───── Task input
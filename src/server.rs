//! # Server Configuration
//!
//! Application state wiring, the `/api` router and the HTTP listener.

use std::sync::Arc;

use axum::{
    Router,
    http::{HeaderValue, Method, header},
    middleware,
    routing::{delete, get, post},
};
use sea_orm::DatabaseConnection;
use tokio_util::sync::CancellationToken;
use tower_http::{cors::CorsLayer, trace::TraceLayer};
use utoipa::{
    Modify, OpenApi,
    openapi::security::{HttpAuthScheme, HttpBuilder, SecurityScheme},
};
use utoipa_swagger_ui::SwaggerUi;

use crate::adapters::AdapterRegistry;
use crate::aggregation::AggregationEngine;
use crate::auth::auth_middleware;
use crate::config::AppConfig;
use crate::crypto::CryptoKey;
use crate::error::{AppError, AppResult};
use crate::handlers::{self, metrics, platforms};
use crate::oauth::OAuthFlowManager;
use crate::repositories::{
    ConnectionRepository, InsightRepository, MetricsRepository, OAuthStateRepository,
    UserRepository,
};
use crate::sync::MetricsSyncService;
use crate::telemetry::trace_context_middleware;
use crate::token_refresh::TokenRefreshService;

/// Application state containing shared resources
#[derive(Clone)]
pub struct AppState {
    pub config: Arc<AppConfig>,
    pub db: DatabaseConnection,
    pub users: UserRepository,
    pub connections: Arc<ConnectionRepository>,
    pub registry: Arc<AdapterRegistry>,
    pub oauth: OAuthFlowManager,
    pub token_refresh: TokenRefreshService,
    pub sync: MetricsSyncService,
    pub aggregation: AggregationEngine,
}

impl AppState {
    /// Wire repositories and services over one database handle.
    pub fn new(
        config: Arc<AppConfig>,
        db: DatabaseConnection,
        registry: AdapterRegistry,
    ) -> AppResult<Self> {
        let key_bytes = config
            .crypto_key
            .clone()
            .ok_or_else(|| AppError::integration("crypto key is not configured"))?;
        let crypto_key = CryptoKey::new(key_bytes)?;

        let shared_db = Arc::new(db.clone());
        let registry = Arc::new(registry);
        let connections = Arc::new(ConnectionRepository::new(Arc::clone(&shared_db), crypto_key));
        let oauth_states = OAuthStateRepository::new(Arc::clone(&shared_db));
        let metrics_repo = MetricsRepository::new(Arc::clone(&shared_db));

        let oauth = OAuthFlowManager::new(
            &config,
            Arc::clone(&registry),
            oauth_states.clone(),
            Arc::clone(&connections),
        );
        let token_refresh = TokenRefreshService::new(
            Arc::clone(&config),
            Arc::clone(&connections),
            Arc::clone(&registry),
            oauth_states,
        );
        let sync = MetricsSyncService::new(
            Arc::clone(&connections),
            metrics_repo.clone(),
            Arc::clone(&registry),
            token_refresh.clone(),
        );
        let aggregation = AggregationEngine::new(
            metrics_repo,
            Arc::clone(&connections),
            InsightRepository::new(Arc::clone(&shared_db)),
            config.assumed_value_per_conversion,
        );

        Ok(Self {
            users: UserRepository::new(shared_db),
            config,
            db,
            connections,
            registry,
            oauth,
            token_refresh,
            sync,
            aggregation,
        })
    }
}

fn cors_layer(config: &AppConfig) -> CorsLayer {
    let layer = CorsLayer::new()
        .allow_methods([Method::GET, Method::POST, Method::DELETE])
        .allow_headers([header::AUTHORIZATION, header::CONTENT_TYPE])
        .allow_credentials(true);

    match HeaderValue::from_str(config.frontend_base_url.trim_end_matches('/')) {
        Ok(origin) => layer.allow_origin(origin),
        Err(_) => {
            tracing::warn!(
                frontend_base_url = %config.frontend_base_url,
                "Frontend URL is not a valid origin; cross-origin requests disabled"
            );
            layer
        }
    }
}

/// Creates and configures the Axum application router
pub fn create_app(state: AppState) -> Router {
    let protected = Router::new()
        .route("/user", get(handlers::current_user))
        .route("/platforms", get(platforms::list_connections))
        .route("/platforms/available", get(platforms::list_available))
        .route("/platforms/connect/{platform}", get(platforms::connect))
        .route("/platforms/callback/{platform}", get(platforms::callback))
        .route("/platforms/{platform}", delete(platforms::disconnect))
        .route("/platforms/{platform}/refresh", post(platforms::refresh))
        .route("/metrics/summary", get(metrics::summary))
        .route("/metrics/platforms", get(metrics::platforms))
        .route("/metrics/spend-distribution", get(metrics::spend_distribution))
        .route("/metrics/top-campaigns", get(metrics::top_campaigns))
        .route("/metrics/performance", get(metrics::performance))
        .route("/metrics/insights", get(metrics::insights))
        .route("/metrics/fetch", post(metrics::fetch))
        .route_layer(middleware::from_fn_with_state(
            Arc::clone(&state.config),
            auth_middleware,
        ));

    let api = Router::new()
        .route("/health", get(handlers::health))
        .merge(protected);

    let cors = cors_layer(&state.config);

    Router::new()
        .nest("/api", api)
        .with_state(state)
        .merge(SwaggerUi::new("/docs").url("/openapi.json", ApiDoc::openapi()))
        .layer(cors)
        .layer(TraceLayer::new_for_http())
        .layer(middleware::from_fn(trace_context_middleware))
}

/// Serve until `shutdown` is cancelled, then drain in-flight requests.
pub async fn run_server(state: AppState, shutdown: CancellationToken) -> anyhow::Result<()> {
    let addr = state.config.bind_addr()?;
    let profile = state.config.profile.clone();
    let app = create_app(state);

    let listener = tokio::net::TcpListener::bind(addr).await?;
    tracing::info!(%addr, %profile, "Server listening");

    axum::serve(listener, app)
        .with_graceful_shutdown(async move { shutdown.cancelled().await })
        .await?;

    tracing::info!("Server stopped");
    Ok(())
}

struct SessionSecurity;

impl Modify for SessionSecurity {
    fn modify(&self, openapi: &mut utoipa::openapi::OpenApi) {
        let components = openapi.components.get_or_insert_with(Default::default);
        components.add_security_scheme(
            "session",
            SecurityScheme::Http(
                HttpBuilder::new()
                    .scheme(HttpAuthScheme::Bearer)
                    .bearer_format("JWT")
                    .build(),
            ),
        );
    }
}

/// OpenAPI documentation
#[derive(OpenApi)]
#[openapi(
    paths(
        crate::handlers::health,
        crate::handlers::current_user,
        crate::handlers::platforms::list_connections,
        crate::handlers::platforms::list_available,
        crate::handlers::platforms::connect,
        crate::handlers::platforms::callback,
        crate::handlers::platforms::disconnect,
        crate::handlers::platforms::refresh,
        crate::handlers::metrics::summary,
        crate::handlers::metrics::platforms,
        crate::handlers::metrics::spend_distribution,
        crate::handlers::metrics::top_campaigns,
        crate::handlers::metrics::performance,
        crate::handlers::metrics::insights,
        crate::handlers::metrics::fetch,
    ),
    components(
        schemas(
            crate::models::ServiceInfo,
            crate::error::ApiError,
            crate::error::ProviderError,
            crate::platform::Platform,
            crate::handlers::UserProfile,
            crate::handlers::types::SuccessResponse,
            crate::handlers::platforms::ConnectionInfo,
            crate::handlers::platforms::AvailablePlatform,
            crate::handlers::platforms::AuthUrlResponse,
            crate::handlers::metrics::FetchRequest,
            crate::aggregation::MetricSummary,
            crate::aggregation::PlatformPerformance,
            crate::aggregation::SpendDistribution,
            crate::aggregation::TopCampaign,
            crate::aggregation::PerformanceTimeseriesPoint,
            crate::aggregation::MetricInsight,
            crate::aggregation::InsightType,
            crate::aggregation::TimeseriesMetric,
            crate::sync::PlatformSyncOutcome,
        )
    ),
    modifiers(&SessionSecurity),
    info(
        title = "CampaignIQ API",
        description = "Cross-platform ad performance analytics over OAuth-connected ad accounts",
        version = env!("CARGO_PKG_VERSION"),
    )
)]
pub struct ApiDoc;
──────────
Write out the material again, exactly as shown above.

filename src/server.rs
//! # Server Configuration
//!
//! Application state wiring, the `/api` router and the HTTP listener.

use std::sync::Arc;

use axum::{
    Router,
    http::{HeaderValue, Method, header},
    middleware,
    routing::{delete, get, post},
};
use sea_orm::DatabaseConnection;
use tokio_util::sync::CancellationToken;
use tower_http::{cors::CorsLayer, trace::TraceLayer};
use utoipa::{
    Modify, OpenApi,
    openapi::security::{HttpAuthScheme, HttpBuilder, SecurityScheme},
};
use utoipa_swagger_ui::SwaggerUi;

use crate::adapters::AdapterRegistry;
use crate::aggregation::AggregationEngine;
use crate::auth::auth_middleware;
use crate::config::AppConfig;
use crate::crypto::CryptoKey;
use crate::error::{AppError, AppResult};
use crate::handlers::{self, metrics, platforms};
use crate::oauth::OAuthFlowManager;
use crate::repositories::{
    ConnectionRepository, InsightRepository, MetricsRepository, OAuthStateRepository,
    UserRepository,
};
use crate::sync::MetricsSyncService;
use crate::telemetry::trace_context_middleware;
use crate::token_refresh::TokenRefreshService;

/// Application state containing shared resources
#[derive(Clone)]
pub struct AppState {
    pub config: Arc<AppConfig>,
    pub db: DatabaseConnection,
    pub users: UserRepository,
    pub connections: Arc<ConnectionRepository>,
    pub registry: Arc<AdapterRegistry>,
    pub oauth: OAuthFlowManager,
    pub token_refresh: TokenRefreshService,
    pub sync: MetricsSyncService,
    pub aggregation: AggregationEngine,
}

impl AppState {
    /// Wire repositories and services over one database handle.
    pub fn new(
        config: Arc<AppConfig>,
        db: DatabaseConnection,
        registry: AdapterRegistry,
    ) -> AppResult<Self> {
        let key_bytes = config
            .crypto_key
            .clone()
            .ok_or_else(|| AppError::integration("crypto key is not configured"))?;
        let crypto_key = CryptoKey::new(key_bytes)?;

        let shared_db = Arc::new(db.clone());
        let registry = Arc::new(registry);
        let connections = Arc::new(ConnectionRepository::new(Arc::clone(&shared_db), crypto_key));
        let oauth_states = OAuthStateRepository::new(Arc::clone(&shared_db));
        let metrics_repo = MetricsRepository::new(Arc::clone(&shared_db));

        let oauth = OAuthFlowManager::new(
            &config,
            Arc::clone(&registry),
            oauth_states.clone(),
            Arc::clone(&connections),
        );
        let token_refresh = TokenRefreshService::new(
            Arc::clone(&config),
            Arc::clone(&connections),
            Arc::clone(&registry),
            oauth_states,
        );
        let sync = MetricsSyncService::new(
            Arc::clone(&connections),
            metrics_repo.clone(),
            Arc::clone(&registry),
            token_refresh.clone(),
        );
        let aggregation = AggregationEngine::new(
            metrics_repo,
            Arc::clone(&connections),
            InsightRepository::new(Arc::clone(&shared_db)),
            config.assumed_value_per_conversion,
        );

        Ok(Self {
            users: UserRepository::new(shared_db),
            config,
            db,
            connections,
            registry,
            oauth,
            token_refresh,
            sync,
            aggregation,
        })
    }
}

fn cors_layer(config: &AppConfig) -> CorsLayer {
    let layer = CorsLayer::new()
        .allow_methods([Method::GET, Method::POST, Method::DELETE])
        .allow_headers([header::AUTHORIZATION, header::CONTENT_TYPE])
        .allow_credentials(true);

    match HeaderValue::from_str(config.frontend_base_url.trim_end_matches('/')) {
        Ok(origin) => layer.allow_origin(origin),
        Err(_) => {
            tracing::warn!(
                frontend_base_url = %config.frontend_base_url,
                "Frontend URL is not a valid origin; cross-origin requests disabled"
            );
            layer
        }
    }
}

/// Creates and configures the Axum application router
pub fn create_app(state: AppState) -> Router {
    let protected = Router::new()
        .route("/user", get(handlers::current_user))
        .route("/platforms", get(platforms::list_connections))
        .route("/platforms/available", get(platforms::list_available))
        .route("/platforms/connect/{platform}", get(platforms::connect))
        .route("/platforms/callback/{platform}", get(platforms::callback))
        .route("/platforms/{platform}", delete(platforms::disconnect))
        .route("/platforms/{platform}/refresh", post(platforms::refresh))
        .route("/metrics/summary", get(metrics::summary))
        .route("/metrics/platforms", get(metrics::platforms))
        .route("/metrics/spend-distribution", get(metrics::spend_distribution))
        .route("/metrics/top-campaigns", get(metrics::top_campaigns))
        .route("/metrics/performance", get(metrics::performance))
        .route("/metrics/insights", get(metrics::insights))
        .route("/metrics/fetch", post(metrics::fetch))
        .route_layer(middleware::from_fn_with_state(
            Arc::clone(&state.config),
            auth_middleware,
        ));

    let api = Router::new()
        .route("/health", get(handlers::health))
        .merge(protected);

    let cors = cors_layer(&state.config);

    Router::new()
        .nest("/api", api)
        .with_state(state)
        .merge(SwaggerUi::new("/docs").url("/openapi.json", ApiDoc::openapi()))
        .layer(cors)
        .layer(TraceLayer::new_for_http())
        .layer(middleware::from_fn(trace_context_middleware))
}

/// Serve until `shutdown` is cancelled, then drain in-flight requests.
pub async fn run_server(state: AppState, shutdown: CancellationToken) -> anyhow::Result<()> {
    let addr = state.config.bind_addr()?;
    let profile = state.config.profile.clone();
    let app = create_app(state);

    let listener = tokio::net::TcpListener::bind(addr).await?;
    tracing::info!(%addr, %profile, "Server listening");

    axum::serve(listener, app)
        .with_graceful_shutdown(async move { shutdown.cancelled().await })
        .await?;

    tracing::info!("Server stopped");
    Ok(())
}

struct SessionSecurity;

impl Modify for SessionSecurity {
    fn modify(&self, openapi: &mut utoipa::openapi::OpenApi) {
        let components = openapi.components.get_or_insert_with(Default::default);
        components.add_security_scheme(
            "session",
            SecurityScheme::Http(
                HttpBuilder::new()
                    .scheme(HttpAuthScheme::Bearer)
                    .bearer_format("JWT")
                    .build(),
            ),
        );
    }
}

/// OpenAPI documentation
#[derive(OpenApi)]
#[openapi(
    paths(
        crate::handlers::health,
        crate::handlers::current_user,
        crate::handlers::platforms::list_connections,
        crate::handlers::platforms::list_available,
        crate::handlers::platforms::connect,
        crate::handlers::platforms::callback,
        crate::handlers::platforms::disconnect,
        crate::handlers::platforms::refresh,
        crate::handlers::metrics::summary,
        crate::handlers::metrics::platforms,
        crate::handlers::metrics::spend_distribution,
        crate::handlers::metrics::top_campaigns,
        crate::handlers::metrics::performance,
        crate::handlers::metrics::insights,
        crate::handlers::metrics::fetch,
    ),
    components(
        schemas(
            crate::models::ServiceInfo,
            crate::error::ApiError,
            crate::error::ProviderError,
            crate::platform::Platform,
            crate::handlers::UserProfile,
            crate::handlers::types::SuccessResponse,
            crate::handlers::platforms::ConnectionInfo,
            crate::handlers::platforms::AvailablePlatform,
            crate::handlers::platforms::AuthUrlResponse,
            crate::handlers::metrics::FetchRequest,
            crate::aggregation::MetricSummary,
            crate::aggregation::PlatformPerformance,
            crate::aggregation::SpendDistribution,
            crate::aggregation::TopCampaign,
            crate::aggregation::PerformanceTimeseriesPoint,
            crate::aggregation::MetricInsight,
            crate::aggregation::InsightType,
            crate::aggregation::TimeseriesMetric,
            crate::sync::PlatformSyncOutcome,
        )
    ),
    modifiers(&SessionSecurity),
    info(
        title = "CampaignIQ API",
        description = "Cross-platform ad performance analytics over OAuth-connected ad accounts",
        version = env!("CARGO_PKG_VERSION"),
    )
)]
pub struct ApiDoc;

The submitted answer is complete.